By Caitlin Cook
Living near construction can take a toll on one’s quality of life. Residents of downtown El Paso have experienced this first hand- from the laying down of StreetCar Project tracks to the Bassett Tower renovation, getting outdoors in the few quiet places they can has been a refuge from the stress of the city.
Elisa Dobler, a Therapist and Outreach Coordinator at the El Paso Child Guidance Center, knows this well.
“Anytime there is an increase in loud, disruptive noise, it may cause stress in those who experience it daily,” Dobler said. “The [World Health Organization] has written on the ‘Burden of Disease from Environmental Noise’ and the detrimental health effects.”
One escape residents have found has been through Downtown El Paso Fitness, also known as DTEPFIT. The group meets on Saturday mornings at 7:30 from July to October. Workouts vary from Zumba to mixed fit, and are designed to be accessible to all people.
Run by director Walter Cupa, the program holds the happiness of its participants in high importance.
“Throughout my personal training career, I’ve learned that exercise is key when overcoming emotional obstacles, and coping with day to day stress,” Cupa said. “One of the main reasons I started DTEPFIT is because I know, from personal experience, and from my personal training career, how much a healthy lifestyle can impact your quality of life.”
Bettering the lives of participants, Cupa says, is a large part of his mission; he has proudly seen it pay off throughout his program. Not only has DTEPFIT had a large returning rate, but he’s seen the mental state of his those who return improve.
“I have definitely noticed a change in participants that have been consistent. They are more talkative and outgoing,” Cupa said. “They also seem to become more energetic over time. As I get to know the participants, I notice their lives become more productive overall.”

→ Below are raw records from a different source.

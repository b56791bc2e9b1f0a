use serde::{Deserialize, Serialize};

/// A connection as written in a workflow definition.
///
/// `from` and `to` hold node names.
#[derive(Debug, Clone, Default, Serialize, Deserialize, PartialEq, Eq)]
pub struct ConnectionModel {
    pub from: String,
    pub to: String,
    #[serde(default)]
    pub output_index: usize,
    #[serde(default)]
    pub input_index: usize,
}
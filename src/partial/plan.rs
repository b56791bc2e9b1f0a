//! Ordered re-execution plan produced by the planner.

use std::collections::HashSet;

use serde::{Deserialize, Serialize};

use crate::{graph::Node, partial::Group};

/// One scheduled run of a node with the connections it takes its input from.
#[derive(Serialize, Deserialize, Debug, Clone, PartialEq, Eq)]
pub struct PlanStep {
    pub node: Node,
    pub group: Group,
}

/// Ordered list of node runs.
///
/// Every source of a step's group either already has data or is run by an
/// earlier step.
#[derive(Serialize, Deserialize, Debug, Clone, Default, PartialEq, Eq)]
pub struct Plan {
    /// The node the plan was computed for.
    pub target: Node,
    /// Runs in execution order.
    pub steps: Vec<PlanStep>,
}

impl Plan {
    pub fn len(&self) -> usize {
        self.steps.len()
    }

    pub fn is_empty(&self) -> bool {
        self.steps.is_empty()
    }

    pub fn iter(&self) -> std::slice::Iter<'_, PlanStep> {
        self.steps.iter()
    }

    /// scheduled nodes, each once, in order of their first run
    pub fn nodes(&self) -> Vec<&Node> {
        let mut seen = HashSet::new();
        self.steps.iter().map(|s| &s.node).filter(|n| seen.insert(n.name.as_str())).collect()
    }

    /// all runs of the named node
    pub fn steps_for(
        &self,
        name: &str,
    ) -> Vec<&PlanStep> {
        self.steps.iter().filter(|s| s.node.name == name).collect()
    }

    /// Runs that depend on data produced earlier in the plan.
    pub fn incomplete_steps(&self) -> Vec<&PlanStep> {
        self.steps.iter().filter(|s| !s.group.complete).collect()
    }

    /// Output a human-readable representation of the plan
    pub fn schema(&self) -> String {
        let mut lines = Vec::new();

        lines.push(format!("=== Plan for {} ===", self.target.name));
        lines.push(format!("Steps: {}", self.steps.len()));
        for (i, step) in self.steps.iter().enumerate() {
            let inputs: Vec<String> = step.group.connections.iter().map(|c| c.to_string()).collect();
            let inputs = if inputs.is_empty() { "(no input)".to_string() } else { inputs.join(", ") };
            let status = if step.group.complete { "complete" } else { "incomplete" };
            lines.push(format!("{}. {} <- {} [{}]", i + 1, step.node.name, inputs, status));
        }

        lines.join("\n")
    }
}

impl<'a> IntoIterator for &'a Plan {
    type Item = &'a PlanStep;
    type IntoIter = std::slice::Iter<'a, PlanStep>;

    fn into_iter(self) -> Self::IntoIter {
        self.steps.iter()
    }
}
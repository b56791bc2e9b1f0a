//! Data availability checks against run data and pinned data.

use crate::data::{
    pin::PinDataStore,
    run::{NoRunData, RunDataStore},
};

/// Answers whether the output of a node is available for reuse.
///
/// A node has data if it has pinned data or an entry in the run data,
/// even an empty one. The stores are read-only snapshots for the lifetime
/// of the oracle.
#[derive(Clone, Copy)]
pub struct DataOracle<'a> {
    run_data: &'a dyn RunDataStore,
    pin_data: &'a dyn PinDataStore,
}

impl<'a> DataOracle<'a> {
    pub fn new(
        run_data: &'a dyn RunDataStore,
        pin_data: &'a dyn PinDataStore,
    ) -> Self {
        Self {
            run_data,
            pin_data,
        }
    }

    /// check if the node has pinned data or run data
    pub fn has_data(
        &self,
        node_name: &str,
    ) -> bool {
        self.has_pinned_data(node_name) || self.has_run_data(node_name)
    }

    pub fn has_pinned_data(
        &self,
        node_name: &str,
    ) -> bool {
        self.pin_data.get(node_name).is_some()
    }

    pub fn has_run_data(
        &self,
        node_name: &str,
    ) -> bool {
        self.run_data.get(node_name).is_some()
    }

    /// A view of this oracle that ignores run data.
    pub fn pinned_only(&self) -> DataOracle<'a> {
        DataOracle {
            run_data: &NoRunData,
            pin_data: self.pin_data,
        }
    }
}
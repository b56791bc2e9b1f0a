//! Immutable workflow topology used by the planner.
//!
//! The graph is built once from a node set and a connection list and is
//! read-only afterwards. It is backed by a petgraph `DiGraph` whose edge
//! weights carry the output/input slots of each connection.

use std::collections::{HashMap, HashSet};

use petgraph::{
    Direction,
    graph::{DiGraph, NodeIndex},
    visit::{Bfs, EdgeRef, Reversed},
};
use tracing::trace;

use crate::{
    PartflowError, Result, WorkflowModel,
    graph::{
        connection::{Connection, Port},
        node::Node,
    },
};

/// Directed multigraph of workflow nodes.
#[derive(Debug, Clone, Default)]
pub struct Graph {
    /// Nodes with their connections as edges.
    graph: DiGraph<Node, Port>,
    /// Node name to graph index.
    names: HashMap<String, NodeIndex>,
}

impl Graph {
    /// Builds a graph from a node set and a connection list.
    ///
    /// Fails with [`PartflowError::InvalidGraph`] if a connection references
    /// a node outside the node set or two nodes share a name or id, and with
    /// [`PartflowError::Argument`] if the same connection is given twice.
    pub fn new(
        nodes: impl IntoIterator<Item = Node>,
        connections: impl IntoIterator<Item = Connection>,
    ) -> Result<Self> {
        let mut graph: DiGraph<Node, Port> = DiGraph::new();
        let mut names = HashMap::new();
        let mut ids = HashSet::new();

        for node in nodes {
            if names.contains_key(&node.name) {
                return Err(PartflowError::InvalidGraph(format!("duplicate node name '{}'", node.name)));
            }
            if !ids.insert(node.id.clone()) {
                return Err(PartflowError::InvalidGraph(format!("duplicate node id '{}'", node.id)));
            }
            let name = node.name.clone();
            let idx = graph.add_node(node);
            names.insert(name, idx);
        }

        let mut seen = HashSet::new();
        for connection in connections {
            let source = Self::resolve(&graph, &names, &connection.from, &connection)?;
            let target = Self::resolve(&graph, &names, &connection.to, &connection)?;
            let port = connection.port();
            if !seen.insert((source, target, port)) {
                return Err(PartflowError::Argument(format!("duplicate connection {}", connection)));
            }
            graph.add_edge(source, target, port);
        }

        Ok(Self {
            graph,
            names,
        })
    }

    fn resolve(
        graph: &DiGraph<Node, Port>,
        names: &HashMap<String, NodeIndex>,
        node: &Node,
        connection: &Connection,
    ) -> Result<NodeIndex> {
        match names.get(&node.name) {
            Some(idx) if graph[*idx].is_same(node) => Ok(*idx),
            _ => Err(PartflowError::InvalidGraph(format!("connection {} references unknown node '{}'", connection, node.name))),
        }
    }

    fn index_of(
        &self,
        node: &Node,
    ) -> Option<NodeIndex> {
        self.names.get(&node.name).copied().filter(|idx| self.graph[*idx].is_same(node))
    }

    /// Output a human-readable representation of the graph
    pub fn schema(&self) -> String {
        let mut lines = Vec::new();

        lines.push("=== Graph ===".to_string());
        lines.push(format!("Nodes: {}, Connections: {}", self.node_count(), self.connection_count()));
        lines.push(String::new());

        lines.push("--- Nodes ---".to_string());
        for node in self.nodes() {
            if node.node_type.is_empty() {
                lines.push(format!("[{}] {}", node.id, node.name));
            } else {
                lines.push(format!("[{}] {} (type: {})", node.id, node.name, node.node_type));
            }
        }
        lines.push(String::new());

        lines.push("--- Connections ---".to_string());
        let mut connections: Vec<String> = self
            .graph
            .edge_references()
            .map(|e| Connection::from_port(&self.graph[e.source()], &self.graph[e.target()], *e.weight()).to_string())
            .collect();
        connections.sort();
        lines.extend(connections);

        lines.join("\n")
    }

    /// get node by name
    pub fn node(
        &self,
        name: &str,
    ) -> Option<&Node> {
        self.names.get(name).map(|idx| &self.graph[*idx])
    }

    /// check if the node is part of the graph
    pub fn contains(
        &self,
        node: &Node,
    ) -> bool {
        self.index_of(node).is_some()
    }

    /// all nodes, sorted by name
    pub fn nodes(&self) -> Vec<&Node> {
        let mut nodes: Vec<&Node> = self.graph.node_weights().collect();
        nodes.sort_by(|a, b| a.name.cmp(&b.name));
        nodes
    }

    pub fn node_count(&self) -> usize {
        self.graph.node_count()
    }

    pub fn connection_count(&self) -> usize {
        self.graph.edge_count()
    }

    /// All connections whose target is `node`, in no particular order.
    ///
    /// A node without inbound connections, or one that is not part of the
    /// graph, yields an empty list.
    pub fn connections_into(
        &self,
        node: &Node,
    ) -> Vec<Connection> {
        trace!("graph::connections_into({})", node.name);
        self.connections_directed(node, Direction::Incoming)
    }

    /// All connections whose source is `node`, in no particular order.
    pub fn connections_from(
        &self,
        node: &Node,
    ) -> Vec<Connection> {
        self.connections_directed(node, Direction::Outgoing)
    }

    fn connections_directed(
        &self,
        node: &Node,
        direction: Direction,
    ) -> Vec<Connection> {
        self.index_of(node)
            .map(|idx| {
                self.graph
                    .edges_directed(idx, direction)
                    .map(|e| Connection::from_port(&self.graph[e.source()], &self.graph[e.target()], *e.weight()))
                    .collect()
            })
            .unwrap_or_default()
    }

    /// distinct direct upstream nodes, sorted by name
    pub fn parents(
        &self,
        node: &Node,
    ) -> Vec<&Node> {
        self.neighbors(node, Direction::Incoming)
    }

    /// distinct direct downstream nodes, sorted by name
    pub fn children(
        &self,
        node: &Node,
    ) -> Vec<&Node> {
        self.neighbors(node, Direction::Outgoing)
    }

    fn neighbors(
        &self,
        node: &Node,
        direction: Direction,
    ) -> Vec<&Node> {
        let Some(idx) = self.index_of(node) else {
            return Vec::new();
        };
        let mut nodes: Vec<&Node> = self.graph.neighbors_directed(idx, direction).map(|n| &self.graph[n]).collect();
        nodes.sort_by(|a, b| a.name.cmp(&b.name));
        nodes.dedup_by(|a, b| a.name == b.name);
        nodes
    }

    /// Every node with a path into `node`, excluding `node` itself,
    /// sorted by name.
    pub fn ancestors(
        &self,
        node: &Node,
    ) -> Vec<&Node> {
        let Some(start) = self.index_of(node) else {
            return Vec::new();
        };

        let reversed = Reversed(&self.graph);
        let mut bfs = Bfs::new(reversed, start);
        let mut nodes = Vec::new();
        while let Some(idx) = bfs.next(reversed) {
            if idx != start {
                nodes.push(&self.graph[idx]);
            }
        }
        nodes.sort_by(|a, b| a.name.cmp(&b.name));
        nodes
    }
}

impl TryFrom<&WorkflowModel> for Graph {
    type Error = PartflowError;

    fn try_from(model: &WorkflowModel) -> Result<Self> {
        let nodes: Vec<Node> = model.nodes.iter().map(Node::from).collect();
        let by_name: HashMap<&str, &Node> = nodes.iter().map(|n| (n.name.as_str(), n)).collect();

        let mut connections = Vec::with_capacity(model.connections.len());
        for c in model.connections.iter() {
            let from = by_name.get(c.from.as_str()).ok_or(PartflowError::InvalidGraph(format!("source node {} not found", c.from)))?;
            let to = by_name.get(c.to.as_str()).ok_or(PartflowError::InvalidGraph(format!("target node {} not found", c.to)))?;
            connections.push(Connection::new(from, to, c.output_index, c.input_index));
        }

        Self::new(nodes, connections)
    }
}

For those nearby, DTEPFIT is not all that San Jacinto Plaza has to offer. Since its reopening on April 16, 2016, the plaza has been used by many parents who bring their children on free summer days.
Rick Castillo is a father of two who recognized a need for his family to spend time outside and downtown. “It’s just quality time with the kids,” he said, “especially with the art museum around here too.”
In the middle of July, he also explained how he keeps his children cool and, more importantly, hydrated.
“A lot of water,” Castillo said. “They have that splash park, which is nice also.”
Being outside and active is key to improved mental health and quality of life. This is especially true for children, Dobler said.
“Outdoor activity has been shown to help decrease levels of anxiety and depression as it causes people’s mood to improve,” Dobler said. “Exercise has been well documented as creating endorphins in the brain, which also boosts mood and self-esteem.”
Dobler also saw a clear path to repairing the issue through daily exercise, socialization and time spent outdoors.
“Again, any kind of exercise or stress-relieving activity such as meditation would benefit people living in construction areas,” Dobler said. “Children benefit from physical activity just as adults do and it enables children to better focus in school, to maintain healthy bodies and it has also shown to improve sleep in children.”